There are a number of issues here - the supposed resurgence of the Liberal right, etc., - normally I would deal with all those issues in a book-length blog post. I'll deal with that stuff as time permits over the next few days. Let's start with Turnbull and the republic.
Consistency is turmoil
On the evening of Saturday 6 November 1999 it became clear: the referendum for a republic held earlier that day was heading for defeat. Malcolm Turnbull, the former head of the Australian Republican Movement, declared the question of a republic was over for a generation - possibly not to be revisited until after Queen Elizabeth II had died.When he ran for Liberal preselection in 2003-04, Liberals were concerned Turnbull would revisit the republic again. He reiterated that the question of a republic was over for a generation - possibly not to be revisited until after Queen Elizabeth II had died.
When he became Opposition Leader in 2008, Turnbull said that the question of a republic was over for a generation - possibly not to be revisited until after Queen Elizabeth II had died.
In January 2016, he said once again that the question of a republic was over for a generation - possibly not to be revisited until after Queen Elizabeth II had died. The Daily Telegraph was so desperate for a front page (no I won't link to it) that it presented a story almost two decades old as some hot new please-please-buy-the-paper development.
There was no intervening moment over that period where Turnbull lapsed back into revving up the republic. It looks uncannily like a consistent position on Turnbull's part.
It also looks consistent with polling - and press gallery journalists love polling. Polls in 1999 showed the referendum was bound for defeat; regular readers of this blog will not be surprised that I voted for it. Polling since then has not shown dramatic spikes in support for a republic, not even after last year's knighthood for Prince Phillip.
Experienced press gallery journalists regard Turnbull's position on the republic as a backflip, evidence of turmoil within the government. No, me neither.
Under traditional understandings of what journalism is, you'd expect journalists to report Turnbull's position as no change. Even excitable outlets like The Daily Telegraph would normally regard this sort of thing as a non-story: on par with the sun rising in the east, the Pope attending Roman Catholic Mass, bears defecating in the woods,
What the Australian Republican Movement learned from Turnbull and 1999
Nothing. Skip to the next subheading if you like.The current practice of the Australian Republican Movement confirms the wisdom of Turnbull's position. They have a passionate advocate in Peter FitzSimons, who is all over the broadcast media like a hospice blanket (fewer and fewer readers, listeners, and viewers tap into the broadcast media despite the population growing and ageing since 1999).

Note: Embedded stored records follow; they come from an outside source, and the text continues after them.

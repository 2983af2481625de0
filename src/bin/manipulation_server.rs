// Copyright (c) 2021 Marco Boneberger
// Licensed under the EUPL-1.2-or-later

use clap::Parser;
use tracing_subscriber::{layer::SubscriberExt, util::SubscriberInitExt, EnvFilter};

use manipulation::service_types::{DEFAULT_CONTEXT, DEFAULT_PORT};
use manipulation::{ManipulationResult, Server, ServerConfig};

/// Serves the robot, problem and graph objects of a manipulation planning session.
///
/// The log level is read from RUST_LOG and defaults to info.
#[derive(Parser, Debug)]
#[clap(author, version, name = "manipulation-server")]
struct CommandLineArguments {
    /// Address to listen on
    #[clap(long, default_value = "127.0.0.1")]
    pub address: String,
    /// Port to listen on
    #[clap(short, long, default_value_t = DEFAULT_PORT)]
    pub port: u16,
    /// Naming context the objects are registered in
    #[clap(short, long, default_value_t = DEFAULT_CONTEXT.to_string())]
    pub context: String,
    /// Log in JSON instead of plain text
    #[clap(long, action)]
    pub log_json: bool,
}

fn main() -> ManipulationResult<()> {
    let args = CommandLineArguments::parse();
    let env_filter = EnvFilter::try_from_default_env().unwrap_or_else(|_| EnvFilter::new("info"));
    if args.log_json {
        tracing_subscriber::registry()
            .with(env_filter)
            .with(tracing_subscriber::fmt::layer().json())
            .init();
    } else {
        tracing_subscriber::registry()
            .with(env_filter)
            .with(tracing_subscriber::fmt::layer().compact())
            .init();
    }
    let config = ServerConfig {
        address: args.address,
        port: args.port,
        context: args.context,
    };
    Server::bind(&config)?.run()
}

They are courting celebrity endorsements, which count for very little. After half a century of advertising politics as another commodity, we can see that celebrity endorsements on national issues do nothing for either the endorser or the endorsee. Until a few weeks ago, you could imagine the ARM striving to secure endorsement from clean-cut and highly regarded players of popular sports: like, say, Jobe Watson or Mitchell Pearce.
They argue that a minimalist position on a republic would both change the country very little, yet also change it a lot; this places it alongside other suspicion-inducing, self-defeating political promises.
They present a republic as utterly disconnected from national issues like:
- structural reform of different levels of government, and
- Indigenous land issues that arose from the High Court's judgments on Mabo and Wik and have not, despite Tim Fischer's buckets, been extinguished; and
- Half-hearted/baked alternative flags.
When state and territory leaders endorsed a republic recently it was very much not a triumph for the ARM, nor for a republic. It demonstrated that supposedly practical politicians had taken their eyes off the ball, and they better get back to work soon if they know what's good for them.
A politician that can tackle those issues as part of a coherent role is the sort of leader who can bring about a republic. Placing the republic first and insisting other reforms must work around it is arse-about. Turnbull is right to recognise that (insofar as he does).
The Australian Republican Movement today is repeating most of its mistakes from the late 1990s, even with (bipartsan! Lovely policy-goodness bipartisan!) political leadership both more potentially supportive and less wily than John Howard. I set a low bar for the ARM and FitzSimons has limboed under it. You can hope for a republic but reject the ARM in the same way people believe in God while rejecting institutional religiosity.
Turnbull would be a fool to throw in his lot with such people - which may explain why he hasn't.
The real story
Journalists, and Turnbull's enemies within the Liberal Party, insist that his consistent position on a republic is some sort of ruse. They insist their fevered imaginings of Turnbull's republican fifth column are "the real story". Turnbull's Prime Ministership definitely isn't a Trojan horse of republicanism, but neither is it a dead horse. Good journalism should allow for complexity; but then good journalism could not be more absent from the press gallery if it were illegal.Where imaginings become "the real story" and demonstrable fact is ignored, both politics and journalism suffers.
You might say that politics is a realm where black becomes white, and yes I've read Hunter S. Thompson too. If you are representing black as white then either you don't understand what black or white are, or you're covering up for those with an interest in the difference remaining obscured - or both. Either way, you're so much less of the experienced and capable press gallery journalist you might assume yourself to be.